Cassidy’s ex-wife, Cecilia Nelms, told this news organization Friday that he would sometimes say that he wanted to beat or kill colleagues, during the eight years of their marriage that he worked at VTA, though she said he did not name anyone specifically. Nelms, 64, of Santa Cruz, said that when Cassidy complained about co-workers, both during his time at the VTA and previously at a car dealership, he would say, “I’m just a number, who cares? I wish I were dead.” She said she heard that statement from him about eight times during their marriage.

VTA spokesperson Stacey Hendler Ross said in a statement Friday that the agency was “reviewing all VTA records that pertain to Mr. Cassidy,” to see if he said or did anything that made employees “fearful or uneasy.” VTA and the president of the union representing maintenance workers said Cassidy was not facing any disciplinary hearings at the time of the shooting.

The Santa Clara County Sheriff’s Office revealed Friday that investigators found a small arsenal of weapons, including more than a dozen Molotov cocktails, inside Cassidy’s home on Angmar Court.

Investigators found a dozen firearms including handguns, shotguns and rifles, and more than 25,000 rounds of ammunition that were “strategically placed around the dwelling, giving him quick access to deadly force wherever he was inside the house,” the sheriff’s office said.
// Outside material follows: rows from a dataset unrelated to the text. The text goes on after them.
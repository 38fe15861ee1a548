//! Item identity as seen by list views and caches.

use marquee_model::{MovieDetail, MovieId, MovieSummary, PersonId};
use marquee_model::{PersonDetail, PersonSummary};

/// Records that carry a stable catalogue identifier.
///
/// Caches treat items as opaque apart from this identity; views use it as a
/// render key and as the navigation target.
pub trait Identified {
    /// Identifier type
    type Id: Clone + Eq + std::hash::Hash + std::fmt::Display;

    /// The record's identifier.
    fn item_id(&self) -> &Self::Id;
}

impl Identified for MovieSummary {
    type Id = MovieId;

    fn item_id(&self) -> &MovieId {
        &self.id
    }
}

impl Identified for MovieDetail {
    type Id = MovieId;

    fn item_id(&self) -> &MovieId {
        &self.id
    }
}

impl Identified for PersonSummary {
    type Id = PersonId;

    fn item_id(&self) -> &PersonId {
        &self.id
    }
}

impl Identified for PersonDetail {
    type Id = PersonId;

    fn item_id(&self) -> &PersonId {
        &self.id
    }
}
Deputy Russell Davis also confirmed that Cassidy set his home on fire early Wednesday morning, but did so with a contraption that ensured the fire only captured neighbors’ attention long after he had left to carry out the Bay Area’s deadliest mass shooting.

“He put a pot full of bullets on the stove, then placed accelerant around the stove, to set the house on fire,” Davis said.

Midday Friday, technicians detonated a bundle of batteries and wires found in the house on the chance that they might be explosive. After the device was safely disposed of, local and federal law enforcement agencies concluded their three day search of Cassidy’s charred home and reopened the court to residents.

The startling cache of weapons recovered from Cassidy’s home — in addition to the three handguns and 32 loaded illegal high-capacity magazines he was carrying at the shooting site — have convinced authorities that the attack, and his attempt to burn his tracks, were long in the works.

FBI officials have said the blaze significantly hindered the recovery of evidence, such as computers and other materials, which might have provided information about why Cassidy carried out the shooting, and how long he had planned it.

Local officials also said this week that they were not aware that Cassidy had been detained by U.S. Customs and Border Protection as he was returning to the U.S. from the Philippines in 2016. According to a Wall Street Journal report Thursday, a Department of Homeland Security memo circulated after this week’s shooting said that Cassidy was found in possession of “books about terrorism and fear and manifestos … as well as a black memo book filled with lots of notes about how he hates the VTA.”

In a statement late Thursday, San Jose Police said Cassidy’s detention by CBP “was not reported to SJPD.”

“Whatever this detention at the border was, it did not result in an arrest that showed up on his FBI criminal history, and it was not reported to SJPD,” the statement said. Officer Steven Aponte on Friday added, “to my knowledge, we have not seen a memo from DHS.”

The sheriff’s department said Friday that it could not comment on whether or not they not they were aware of CBP’s contact with Cassidy. VTA did not respond to multiple requests for comment.

But Santa Clara County Executive Jeff Smith said Friday that local officials had not been made aware of CBP’s contact with Cassidy.

“Certainly it’s concerning,” Smith said. “I don’t know why we wouldn’t get notified. It sounds like the kind of activity that happened at the airport was significant. I would think they would notify the Sheriff’s Department or police department where the person lives.”

Staff writer Ethan Baron contributed reporting.